The muscular official response to ARD attempts to organize rallies and demonstrations has led observers to question whether the army's commitment to the restoration of democracy is genuine. Local elections are due to be completed in August, officially as part of the military's attempt to devolve power but mainstream political parties will not be allowed to participate. Interestingly enough, each of the new councils has guaranteed representation for religious groups and women, in an attempt to break away from corrupt male control of political life but the exclusion of the parties suggests that the army intends to retain its guiding hand over the political process.

Since one of Gen. Musharraf's promises when he seized power was that he would root out corruption, this is hardly surprising. According to the government's spokesman, Maj. Gen. Rashid Qureshi, last January 10,500 civil servants had already been charged with corruption, mainly in provincial government.

It does not augur well for a real return to democracy, however, and the opposition parties have been quick to seize the army's past to illustrate the point. Both Gen. Ayub Khan, who seized power in the 1960s, and Gen. Zia ul-Haq, 20 years later, created nominated assemblies, rather than allowing for direct elections. Analysts fear that Gen. Musharraf may do the same and that the guaranteed representation for social and gender groups in the local councils is a first step in this direction.

To add to Pakistan's woes, a water shortage is having a severe effect on the cash-strapped country's economy. Rising fuel oil imports for thermal power generation and shrinking crop yields are also costing about US$1.1 billion a year, according to a recent statement by Pakistan's finance minister Shaukat Aziz.

He has, however, had some good news to report as well, for the IMF, at its recent meeting in Washington, has decided to renew its lending program to Pakistan. The program was cut off during the Kargil crisis and the military takeover in 1999 at American behest.

Now, however, the Bush administration has lifted its objections and $980 million is to be provided this year alone. A total of $180 million of this sum is for drought relief and the rest is in project and structural assistance. According to an editorial in Dawn recently, the Musharraf government's determination to carry out structural reform also helped to convince the IMF to renew its support.

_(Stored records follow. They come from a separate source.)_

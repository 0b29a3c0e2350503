use assert_cmd::Command;
use serde_json::Value;

#[test]
fn json_export_names_a_winner() {
    let output = Command::cargo_bin("jarama")
        .unwrap()
        .args(["--json", "--seed", "42", "Rayo", "Storm", "Bolt"])
        .assert()
        .success()
        .get_output()
        .stdout
        .clone();

    let export: Value = serde_json::from_slice(&output).unwrap();
    assert_eq!(export["race"], "GranPrix");
    assert_eq!(export["state"], "Finished");
    assert_eq!(export["results"].as_array().unwrap().len(), 3);
    assert_eq!(export["winner"], export["results"][0]["name"]);
}

#[test]
fn text_report_lists_every_section() {
    let output = Command::cargo_bin("jarama")
        .unwrap()
        .args(["--seed", "7", "--distance", "1500", "Rayo", "Storm"])
        .assert()
        .success()
        .get_output()
        .stdout
        .clone();

    let text = String::from_utf8(output).unwrap();
    assert!(text.contains("* Final ranking:"));
    assert!(text.contains("* Detailed history:"));
    assert!(text.contains("wins GranPrix"));
}

#[test]
fn duplicate_names_are_rejected() {
    Command::cargo_bin("jarama")
        .unwrap()
        .args(["--seed", "1", "Rayo", " rayo"])
        .assert()
        .failure();
}

#[test]
fn short_races_are_rejected() {
    Command::cargo_bin("jarama")
        .unwrap()
        .args(["--distance", "999", "Rayo"])
        .assert()
        .failure();
}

No doubt Gen. Musharraf is sincere in his determination to achieve real change in Pakistan's creaking government and economy. But he faces the same problem as his predecessors.

In the end civilian politicians will have to take over and, if he does not accept them into the political arena soon, the tensions he faces in Lahore and Karachi today will become a real crisis that might even threaten the army's own credibility in the future.